Sunday, November 20, 2022

SRS question about how crypto views derivatives

I'm not the most financially savvy trader out there, but can I confirm a few things with everyone to see if I'm on the right track?

- Futures: A contract you enter in within a marketplace to agree to buy or sell an asset at a future point in time. Legally binding/are obligated to execute the trade. I.e. Betting that the price of a commodity or stock will go up or down.

- Options: Same as above, but you don't have to commit (on either the buy or sell side)

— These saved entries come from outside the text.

use anyhow::{anyhow, Result};
use async_trait::async_trait;
use aws_sdk_dynamodb::types::{AttributeValue, PutRequest, WriteRequest};
use aws_sdk_dynamodb::Client;

use crate::storage::models::{ItemMap, PreferenceItem};
use crate::storage::{Page, PreferenceStore};

/// DynamoDB-backed preference store.
pub struct DynamoStore {
    client: Client,
    table_name: String,
    category_attribute: String,
}

impl DynamoStore {
    pub async fn new(table_name: String, category_attribute: String) -> Result<Self> {
        let config = aws_config::load_from_env().await;
        let client = Client::new(&config);

        Ok(Self {
            client,
            table_name,
            category_attribute,
        })
    }
}

#[async_trait]
impl PreferenceStore for DynamoStore {
    async fn scan_page(&self, exclusive_start_key: Option<ItemMap>) -> Result<Page> {
        // The schema's Type attribute is not reliably queryable; presence of
        // the category attribute identifies a preference record.
        let response = self
            .client
            .scan()
            .table_name(&self.table_name)
            .filter_expression("attribute_exists(#cat)")
            .expression_attribute_names("#cat", &self.category_attribute)
            .set_exclusive_start_key(exclusive_start_key)
            .send()
            .await?;

        Ok(Page {
            items: response.items.unwrap_or_default(),
            last_key: response.last_evaluated_key,
        })
    }

    async fn query_page(
        &self,
        subject_id: &str,
        exclusive_start_key: Option<ItemMap>,
    ) -> Result<Page> {
        let response = self
            .client
            .query()
            .table_name(&self.table_name)
            .key_condition_expression("PK = :pk")
            .filter_expression("attribute_exists(#cat)")
            .expression_attribute_names("#cat", &self.category_attribute)
            .expression_attribute_values(
                ":pk",
                AttributeValue::S(format!("SUBJECTID#{}", subject_id)),
            )
            .set_exclusive_start_key(exclusive_start_key)
            .send()
            .await?;

        Ok(Page {
            items: response.items.unwrap_or_default(),
            last_key: response.last_evaluated_key,
        })
    }

    async fn batch_write(&self, items: &[PreferenceItem]) -> Result<()> {
        let mut requests = Vec::with_capacity(items.len());
        for item in items {
            let put = PutRequest::builder().set_item(Some(item.to_item())).build()?;
            requests.push(WriteRequest::builder().put_request(put).build());
        }

        let response = self
            .client
            .batch_write_item()
            .request_items(&self.table_name, requests)
            .send()
            .await?;

        // Unprocessed items count as a failed batch; the runner assumes none
        // of the batch's writes are confirmed.
        if let Some(unprocessed) = &response.unprocessed_items {
            let leftover: usize = unprocessed.values().map(Vec::len).sum();
            if leftover > 0 {
                return Err(anyhow!(
                    "batch write left {} of {} items unprocessed",
                    leftover,
                    items.len()
                ));
            }
        }

        Ok(())
    }
}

- Swaps: Swapping one asset for another i.e. gold for oil, Tesla stock for Apple stock

3 Questions:

  1. Is my understanding right?
  2. What is the point of Options if someone can just pull out when the conditions don't favour them at that future point in time?
  3. Why would someone use swaps instead of simply buying the asset directly after selling the one they don't want?
  4. What is the rationale for futures/options in crypto, when it's so volatile to begin with and no real event (mostly) moves the market in a logical way? Like the crypto markets don't work independently from each other. If Bitcoin goes down, then everything goes down even though those other projects are unrelated.

Any help/guidance would be massively appreciated. I'm trying to understand the rationale behind a crypto trader using sophisticated trading techniques on an asset that doesn't have any real, tangible markers for said direction of the price.